Plus rares sont les représentations féminines qui en sont revêtues. Il s’agit essentiellement de nobles ou de souveraines souvent figurées à cheval.
Parfois c'est une image « officielle », comme sur le sceau d’Alix de Brabant, à la chasse au faucon, mais le plus souvent le contexte est celui du déplacement (sources 6 et 7). Ce topos iconographique dépasse le cadre du XIIIe siècle, comme en témoignent les valves de miroir en ivoire (début XIVe), souvent ornées de scènes courtoises, qui se déroulent dans le cadre d’une promenade à cheval. On peut y voir la jeune femme arborer un vêtement enveloppant, à manches longues « ouvertes » et capuche, dotée d’une ligne verticale de boutons sur le devant (l’évolution de la mode voit se multiplier l’emploi de ces accessoires dans le courant du XIIIe siècle). Peut-être s’agit-il ici d’un exemple de la « cloche à chevaucher » mentionnée dans les Comptes de l’Argenterie royale, en 1317.
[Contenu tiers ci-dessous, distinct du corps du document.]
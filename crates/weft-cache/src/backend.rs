//! Cache backend trait and in-memory implementation.
//!
//! Backends store opaque payload bytes under a namespaced key and are
//! responsible for expiry. Encoding, compression, and failure isolation live
//! in [`crate::layer::CacheLayer`].
//!
//! # Backends
//!
//! - [`InMemoryCacheBackend`]: TTL-aware map, process-local
//! - `RedisCacheBackend`: shared cache (requires the `redis` feature)

use std::collections::HashMap;
use std::time::Duration;

use async_trait::async_trait;
use tokio::sync::RwLock;
use tokio::time::Instant;
use weft_core::Result;

/// Compose the storage key for `key` within `namespace`.
pub fn storage_key(namespace: &str, key: &str) -> String {
    format!("{namespace}:{key}")
}

/// One stored payload.
///
/// Entries are immutable; a write always replaces the whole entry.
#[derive(Clone, Debug, PartialEq, Eq)]
pub struct CacheEntry {
    /// Key within the namespace.
    pub key: String,
    /// Namespace (e.g. `results`, `analysis`).
    pub namespace: String,
    /// Encoded payload (see [`crate::codec`]).
    pub payload: Vec<u8>,
    /// When the entry stops being served.
    pub expires_at: Instant,
}

impl CacheEntry {
    /// Creates an entry expiring `ttl` from now.
    pub fn new(
        key: impl Into<String>,
        namespace: impl Into<String>,
        payload: Vec<u8>,
        ttl: Duration,
    ) -> Self {
        Self {
            key: key.into(),
            namespace: namespace.into(),
            payload,
            expires_at: Instant::now() + ttl,
        }
    }

    /// Whether the entry has expired.
    pub fn is_expired(&self) -> bool {
        Instant::now() >= self.expires_at
    }

    /// Time left before expiry (zero once expired).
    pub fn remaining_ttl(&self) -> Duration {
        self.expires_at.saturating_duration_since(Instant::now())
    }

    /// The namespaced storage key.
    pub fn storage_key(&self) -> String {
        storage_key(&self.namespace, &self.key)
    }
}

/// Abstract cache backend.
///
/// Errors returned here are reported as [`weft_core::Error::CacheBackend`]
/// and count against the circuit breaker; they never reach a search caller.
#[async_trait]
pub trait CacheBackend: Send + Sync {
    /// Fetches the live payload stored under `key` in `namespace`.
    async fn get(&self, namespace: &str, key: &str) -> Result<Option<Vec<u8>>>;

    /// Stores `entry`, replacing any previous entry under the same key.
    async fn set(&self, entry: CacheEntry) -> Result<()>;

    /// Removes the entry under `key` in `namespace`, if any.
    async fn delete(&self, namespace: &str, key: &str) -> Result<()>;

    /// Backend name for diagnostics.
    fn name(&self) -> &str;
}

// ============================================================================
// InMemoryCacheBackend
// ============================================================================

/// Process-local cache backend.
///
/// Expired entries are never served and are dropped lazily on read or by
/// [`purge_expired`](Self::purge_expired).
#[derive(Debug, Default)]
pub struct InMemoryCacheBackend {
    entries: RwLock<HashMap<String, CacheEntry>>,
}

impl InMemoryCacheBackend {
    /// Creates an empty backend.
    pub fn new() -> Self {
        Self::default()
    }

    /// Number of stored entries, expired or not.
    pub async fn len(&self) -> usize {
        self.entries.read().await.len()
    }

    /// Whether no entries are stored.
    pub async fn is_empty(&self) -> bool {
        self.entries.read().await.is_empty()
    }

    /// Drops every expired entry; returns how many were dropped.
    pub async fn purge_expired(&self) -> usize {
        let mut entries = self.entries.write().await;
        let before = entries.len();
        entries.retain(|_, entry| !entry.is_expired());
        before - entries.len()
    }
}

#[async_trait]
impl CacheBackend for InMemoryCacheBackend {
    async fn get(&self, namespace: &str, key: &str) -> Result<Option<Vec<u8>>> {
        let storage_key = storage_key(namespace, key);
        {
            let entries = self.entries.read().await;
            match entries.get(&storage_key) {
                None => return Ok(None),
                Some(entry) if !entry.is_expired() => return Ok(Some(entry.payload.clone())),
                Some(_) => {}
            }
        }

        let mut entries = self.entries.write().await;
        if entries.get(&storage_key).is_some_and(CacheEntry::is_expired) {
            entries.remove(&storage_key);
        }
        Ok(None)
    }

    async fn set(&self, entry: CacheEntry) -> Result<()> {
        let storage_key = entry.storage_key();
        self.entries.write().await.insert(storage_key, entry);
        Ok(())
    }

    async fn delete(&self, namespace: &str, key: &str) -> Result<()> {
        self.entries
            .write()
            .await
            .remove(&storage_key(namespace, key));
        Ok(())
    }

    fn name(&self) -> &str {
        "in-memory"
    }
}

// ============================================================================
// Tests
// ============================================================================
[i] https://commons.wikimedia.org/wiki/File:Couple_chevauchant.jpg
[i] Dépenses de la reine Jeanne de Bourgogne, L. Douët – D’Arcq, Comptes de l’Argenterie des rois de France au XIVe siècle, Paris (1851), page 290.
Les sources
Source 6 : Aiol et Mirabel rencontrant Gonbaut - Beuve de Hantone ; Élie de Saint-Gille ; Aiol ; Robert le Diable (1275-1290)- BNF – ms 25516 – fol.142.r
http://cudl.lib.cam.ac.uk/view/MS-EE-00003-00059/13
Source 7 : fuite de la reine Emma de Normandie avec ses fils Knud le Hardi et Édouard le Confesseur - Bible d’Edouard le Confesseur – Matthieu Paris – Angleterre – 1230-1260 - (MS Ee.3.59) fol.4r
https://gallica.bnf.fr/ark:/12148/btv1b84516032
Présentation et réalisation
Deux expérimentations ont été menées (figures 1 et 2). La première est une chape qu’un paysan pourrait endosser pour ses déplacements à pied, éventuellement sur de longues distances, par temps froid ou pluvieux. La seconde est destinée à une noble qui irait en promenade ou se déplacerait à cheval.
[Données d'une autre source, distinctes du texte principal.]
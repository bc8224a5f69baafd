//! Vector similarity search for the Weft query engine.
//!
//! # Overview
//!
//! - [`EmbeddingProvider`]: text → embedding
//! - [`VectorStore`]: nearest-neighbour queries over chunk embeddings
//! - [`VectorSearchAdapter`]: the engine-facing semantic signal, with
//!   pooling, retry, and deadline handling
//!
//! # Example
//!
//! ```rust
//! use std::sync::Arc;
//! use std::time::Duration;
//! use weft_core::{Chunk, RequestContext};
//! use weft_vector::{HashEmbeddingProvider, InMemoryVectorStore, VectorSearchAdapter};
//!
//! # tokio_test::block_on(async {
//! let provider = Arc::new(HashEmbeddingProvider::default());
//! let mut store = InMemoryVectorStore::new();
//! store.insert(
//!     Chunk::new("c1", "FastAPI OAuth2", "Password bearer flow")
//!         .with_embedding(provider.embed_text("FastAPI OAuth2")),
//! );
//!
//! let adapter = VectorSearchAdapter::new(Arc::new(store), provider);
//! let ctx = RequestContext::new(Duration::from_secs(1));
//! let embedding = adapter.embed(&ctx, "fastapi oauth2").await.unwrap();
//! let results = adapter.semantic_search(&ctx, &embedding, 5, 0.0).await.unwrap();
//! assert_eq!(results[0].id, "c1");
//! # });
//! ```

pub mod adapter;
pub mod embedding;
pub mod store;

pub use adapter::VectorSearchAdapter;
pub use embedding::{EmbeddingProvider, HashEmbeddingProvider};
pub use store::{InMemoryVectorStore, ScoredChunk, VectorQuery, VectorStore, cosine_similarity};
Si les deux vêtements présentent des formes similaires, ils se démarquent dans de nombreux aspects. Ainsi, les matières, les couleurs, les ampleurs, la confection tentent-elles de restituer de manière parlante les différences sociales.
Matières et couleurs
Une laine (2/1 sergé), grise, non teinte, plus épaisse que celle de la cotte a été choisie pour la chape paysanne (figure 3, gauche). Une laine en suint aurait sans doute été une alternative intéressante à tester, mais une telle étoffe semble difficile à trouver…
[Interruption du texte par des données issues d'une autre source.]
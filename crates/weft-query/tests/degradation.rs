//! Partial failure, deadlines, cancellation, and cache isolation.

#![allow(clippy::unwrap_used)]

mod common;

use std::sync::Arc;
use std::sync::atomic::Ordering;
use std::time::Duration;

use async_trait::async_trait;
use weft_cache::{BreakerState, CacheBackend, CacheEntry, InMemoryCacheBackend};
use weft_core::{CancellationToken, Error, Result, Signal, Strategy};
use weft_query::{SearchOptions, SignalStatus};

use common::{
    CountingCache, FailingGraphStore, FailingVectorStore, HangingCache, HangingGraphStore,
    HangingVectorStore, TermFailingVectorStore,
};

fn hybrid() -> SearchOptions {
    SearchOptions::new().with_strategy(Strategy::HybridBalanced)
}

#[tokio::test(start_paused = true)]
async fn test_vector_failure_degrades_to_graph() {
    let cache = Arc::new(CountingCache::default());
    let vector = Arc::new(FailingVectorStore::default());
    let engine =
        common::engine_with(vector.clone(), common::graph_store(), cache.clone(), common::config())
            .await;

    let response = engine.search("FastAPI authentication", hybrid()).await.unwrap();

    assert!(response.metrics.degraded);
    assert_eq!(response.metrics.semantic_status, SignalStatus::Failed);
    assert_eq!(response.metrics.graph_status, SignalStatus::Ok);
    assert!(!response.results.is_empty());
    assert!(response.results.iter().all(|r| r.found_via.contains(&Signal::Graph)));
    assert!(response.results.iter().all(|r| r.semantic_score.is_none()));
    // Retried once at the adapter.
    assert_eq!(vector.calls.load(Ordering::SeqCst), 2);

    // Degraded responses are not cached.
    assert_eq!(cache.result_writes(), 0);
    let again = engine.search("FastAPI authentication", hybrid()).await.unwrap();
    assert!(!again.metrics.cache_hit);

    let stats = engine.stats();
    assert_eq!(stats.degraded, 2);
    assert_eq!(stats.failures, 0);
}

#[tokio::test(start_paused = true)]
async fn test_both_backends_failing_is_an_error() {
    let cache = Arc::new(CountingCache::default());
    let engine = common::engine_with(
        Arc::new(FailingVectorStore::default()),
        Arc::new(FailingGraphStore::default()),
        cache.clone(),
        common::config(),
    )
    .await;

    let err = engine.search("FastAPI authentication", hybrid()).await.unwrap_err();

    assert!(matches!(err, Error::BothBackendsUnavailable { .. }), "{err}");
    assert_eq!(cache.result_writes(), 0);
    assert_eq!(engine.stats().failures, 1);
}

#[tokio::test(start_paused = true)]
async fn test_semantic_only_falls_back_to_graph() {
    let engine = common::engine_with(
        Arc::new(FailingVectorStore::default()),
        common::graph_store(),
        Arc::new(InMemoryCacheBackend::new()),
        common::config(),
    )
    .await;

    let response = engine
        .search(
            "FastAPI authentication",
            SearchOptions::new().with_strategy(Strategy::SemanticOnly),
        )
        .await
        .unwrap();

    assert_eq!(response.metrics.strategy, Strategy::SemanticOnly);
    assert!(response.metrics.degraded);
    assert_eq!(response.metrics.semantic_status, SignalStatus::Failed);
    assert_eq!(response.metrics.graph_status, SignalStatus::Ok);
    assert!(!response.results.is_empty());
}

#[tokio::test(start_paused = true)]
async fn test_graph_only_falls_back_to_semantic() {
    let graph = Arc::new(FailingGraphStore::default());
    let engine = common::engine_with(
        common::vector_store(),
        graph.clone(),
        Arc::new(InMemoryCacheBackend::new()),
        common::config(),
    )
    .await;

    let response = engine
        .search(
            "FastAPI authentication",
            SearchOptions::new().with_strategy(Strategy::GraphOnly),
        )
        .await
        .unwrap();

    assert!(response.metrics.degraded);
    assert_eq!(response.metrics.graph_status, SignalStatus::Failed);
    assert_eq!(response.metrics.semantic_status, SignalStatus::Ok);
    assert_eq!(response.results[0].id, common::OAUTH2_CHUNK);
    assert!(graph.calls.load(Ordering::SeqCst) >= 2);
}

#[tokio::test(start_paused = true)]
async fn test_concept_expansion_survives_graph_failure() {
    let engine = common::engine_with(
        common::vector_store(),
        Arc::new(FailingGraphStore::default()),
        Arc::new(InMemoryCacheBackend::new()),
        common::config(),
    )
    .await;

    let response = engine
        .search(
            "FastAPI authentication",
            SearchOptions::new().with_strategy(Strategy::ConceptExpansion),
        )
        .await
        .unwrap();

    assert!(response.metrics.degraded);
    assert_eq!(response.metrics.semantic_status, SignalStatus::Ok);
    assert!(response.results.iter().any(|r| r.id == common::OAUTH2_CHUNK));
}

#[tokio::test(start_paused = true)]
async fn test_concept_expansion_with_one_failed_term_is_degraded() {
    let cache = Arc::new(CountingCache::default());
    let vector = Arc::new(TermFailingVectorStore::new("Authentication"));
    let engine =
        common::engine_with(vector.clone(), common::graph_store(), cache.clone(), common::config())
            .await;
    let expansion = || SearchOptions::new().with_strategy(Strategy::ConceptExpansion);

    let response = engine.search("FastAPI authentication", expansion()).await.unwrap();

    assert!(vector.failures.load(Ordering::SeqCst) >= 1);
    assert!(response.metrics.degraded);
    assert_eq!(response.metrics.semantic_status, SignalStatus::Partial);
    assert_eq!(response.metrics.graph_status, SignalStatus::Ok);
    assert!(response.results.iter().any(|r| r.semantic_score.is_some()));

    // Results missing a term are not cached.
    assert_eq!(cache.result_writes(), 0);
    let again = engine.search("FastAPI authentication", expansion()).await.unwrap();
    assert!(!again.metrics.cache_hit);
    assert_eq!(engine.stats().degraded, 2);
}

#[tokio::test(start_paused = true)]
async fn test_deadline_returns_partial_results() {
    let mut config = common::config();
    config.request_deadline_ms = 200;
    let engine = common::engine_with(
        Arc::new(HangingVectorStore),
        common::graph_store(),
        Arc::new(InMemoryCacheBackend::new()),
        config,
    )
    .await;

    let response = engine.search("FastAPI authentication", hybrid()).await.unwrap();

    assert!(response.metrics.degraded);
    assert_eq!(response.metrics.semantic_status, SignalStatus::TimedOut);
    assert_eq!(response.metrics.graph_status, SignalStatus::Ok);
    assert!(!response.results.is_empty());
    assert!(response.metrics.semantic_ms >= 199.0);
    assert!(response.metrics.total_ms >= 199.0);

    // Over the 100ms budget.
    assert_eq!(engine.stats().over_budget, 1);
}

#[tokio::test(start_paused = true)]
async fn test_deadline_with_no_signal_is_empty_and_degraded() {
    let mut config = common::config();
    config.request_deadline_ms = 100;
    let engine = common::engine_with(
        Arc::new(HangingVectorStore),
        Arc::new(HangingGraphStore),
        Arc::new(InMemoryCacheBackend::new()),
        config,
    )
    .await;

    let response = engine.search("FastAPI authentication", hybrid()).await.unwrap();

    assert!(response.results.is_empty());
    assert!(response.metrics.degraded);
    assert_eq!(response.metrics.semantic_status, SignalStatus::TimedOut);
    assert_eq!(response.metrics.graph_status, SignalStatus::TimedOut);
}

#[tokio::test(start_paused = true)]
async fn test_caller_cancellation_aborts_request() {
    let engine = common::engine_with(
        Arc::new(HangingVectorStore),
        Arc::new(HangingGraphStore),
        Arc::new(InMemoryCacheBackend::new()),
        common::config(),
    )
    .await;

    let token = CancellationToken::new();
    let canceller = token.clone();
    tokio::spawn(async move {
        tokio::time::sleep(Duration::from_millis(10)).await;
        canceller.cancel();
    });

    let err = engine
        .search("FastAPI authentication", hybrid().with_cancellation(token))
        .await
        .unwrap_err();

    assert!(matches!(err, Error::Cancelled));
    assert_eq!(engine.stats().failures, 1);
}

#[tokio::test]
async fn test_already_cancelled_request_fails_fast() {
    let engine = common::engine().await;
    let token = CancellationToken::new();
    token.cancel();

    let err = engine
        .search("FastAPI authentication", hybrid().with_cancellation(token))
        .await
        .unwrap_err();
    assert!(matches!(err, Error::Cancelled));
}

#[tokio::test]
async fn test_cancelled_request_ignores_warm_cache() {
    let engine = common::engine().await;
    let warm = engine.search("FastAPI authentication", hybrid()).await.unwrap();
    assert!(!warm.results.is_empty());

    let token = CancellationToken::new();
    token.cancel();
    let err = engine
        .search("FastAPI authentication", hybrid().with_cancellation(token))
        .await
        .unwrap_err();

    assert!(matches!(err, Error::Cancelled));
    assert_eq!(engine.stats().cache_hits, 0);
}

#[tokio::test(start_paused = true)]
async fn test_analysis_is_cached_only_after_success() {
    let cache = Arc::new(CountingCache::default());
    let engine = common::engine_with(
        Arc::new(FailingVectorStore::default()),
        Arc::new(FailingGraphStore::default()),
        cache.clone(),
        common::config(),
    )
    .await;

    let err = engine.search("FastAPI authentication", hybrid()).await.unwrap_err();
    assert!(matches!(err, Error::BothBackendsUnavailable { .. }));
    assert_eq!(cache.analysis_writes(), 0);

    let cache = Arc::new(CountingCache::default());
    let engine = common::engine_with(
        common::vector_store(),
        common::graph_store(),
        cache.clone(),
        common::config(),
    )
    .await;
    engine.search("FastAPI authentication", hybrid()).await.unwrap();
    assert_eq!(cache.analysis_writes(), 1);
    assert_eq!(cache.result_writes(), 1);
}

#[tokio::test(start_paused = true)]
async fn test_stalled_cache_is_cut_off_then_bypassed() {
    let mut config = common::config();
    config.cache_timeout_ms = 50;
    config.circuit_breaker_threshold = 2;
    let engine = common::engine_with(
        common::vector_store(),
        common::graph_store(),
        Arc::new(HangingCache),
        config,
    )
    .await;

    // Analysis and result reads each time out once; the breaker opens.
    let first = engine.search("FastAPI authentication", hybrid()).await.unwrap();
    assert!(!first.metrics.cache_hit);
    assert!(!first.metrics.degraded);
    assert!(!first.results.is_empty());
    assert!(first.metrics.total_ms >= 99.0 && first.metrics.total_ms < 200.0);

    let stats = engine.cache_stats();
    assert_eq!(stats.errors, 2);
    assert_eq!(stats.breaker_state, BreakerState::Open);

    let second = engine.search("FastAPI authentication", hybrid()).await.unwrap();
    assert!(!second.results.is_empty());
    assert!(second.metrics.total_ms < 1.0);
}

#[tokio::test(start_paused = true)]
async fn test_stalled_cache_cannot_outlast_the_deadline() {
    let mut config = common::config();
    config.request_deadline_ms = 200;
    config.cache_timeout_ms = 60_000;
    let engine = common::engine_with(
        common::vector_store(),
        common::graph_store(),
        Arc::new(HangingCache),
        config,
    )
    .await;

    let response = engine.search("FastAPI authentication", hybrid()).await.unwrap();

    assert!(!response.metrics.cache_hit);
    assert!(response.metrics.degraded);
    assert!(response.metrics.total_ms >= 199.0 && response.metrics.total_ms < 300.0);
}

#[tokio::test(start_paused = true)]
async fn test_stalled_cache_honours_cancellation() {
    let mut config = common::config();
    config.cache_timeout_ms = 60_000;
    let engine = common::engine_with(
        common::vector_store(),
        common::graph_store(),
        Arc::new(HangingCache),
        config,
    )
    .await;

    let token = CancellationToken::new();
    let canceller = token.clone();
    tokio::spawn(async move {
        tokio::time::sleep(Duration::from_millis(10)).await;
        canceller.cancel();
    });

    let started = tokio::time::Instant::now();
    let err = engine
        .search("FastAPI authentication", hybrid().with_cancellation(token))
        .await
        .unwrap_err();

    assert!(matches!(err, Error::Cancelled));
    assert!(started.elapsed() < Duration::from_millis(100));
}

/// Cache backend that always fails.
struct BrokenCache;

#[async_trait]
impl CacheBackend for BrokenCache {
    async fn get(&self, _namespace: &str, _key: &str) -> Result<Option<Vec<u8>>> {
        Err(Error::cache("connection refused"))
    }

    async fn set(&self, _entry: CacheEntry) -> Result<()> {
        Err(Error::cache("connection refused"))
    }

    async fn delete(&self, _namespace: &str, _key: &str) -> Result<()> {
        Err(Error::cache("connection refused"))
    }

    fn name(&self) -> &str {
        "broken"
    }
}

#[tokio::test]
async fn test_cache_failure_never_fails_search() {
    let mut config = common::config();
    config.circuit_breaker_threshold = 2;
    let engine = common::engine_with(
        common::vector_store(),
        common::graph_store(),
        Arc::new(BrokenCache),
        config,
    )
    .await;

    for _ in 0..3 {
        let response = engine.search("FastAPI authentication", hybrid()).await.unwrap();
        assert!(!response.metrics.cache_hit);
        assert!(!response.metrics.degraded);
        assert!(!response.results.is_empty());
    }

    let stats = engine.cache_stats();
    assert_eq!(stats.breaker_state, BreakerState::Open);
    assert_eq!(stats.errors, 2);
    assert!(stats.bypassed > 0);
}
La chape « noble » a nécessité une plus grande diversité de matières. Elle est faite dans une laine fine (3/1 sergé), d’origine industrielle (figure 3, droite), au tombé lourd et fluide à la fois. Le bleu très dense a été choisi pour refléter à la fois l’engouement grandissant pour cette couleur et sa diversité chromatique croissante pendant le XIIIe siècle. Les doublures sont en taffetas bleu foncé pour le « corps » et les manches, et en fourrure de petit gris pour la capuche. Seule la capuche de la chape paysanne est doublée de lin naturellement écru.
Les patrons
Les deux chapes expérimentées (patrons 1 et 2-2bis) ont une construction générale similaire, avec une partie couvrant le corps très proche de la forme du surcot. Les manches y sont figurées sous la forme d'un tube pour mieux distinguer leur emplacement final dans l'emmanchure.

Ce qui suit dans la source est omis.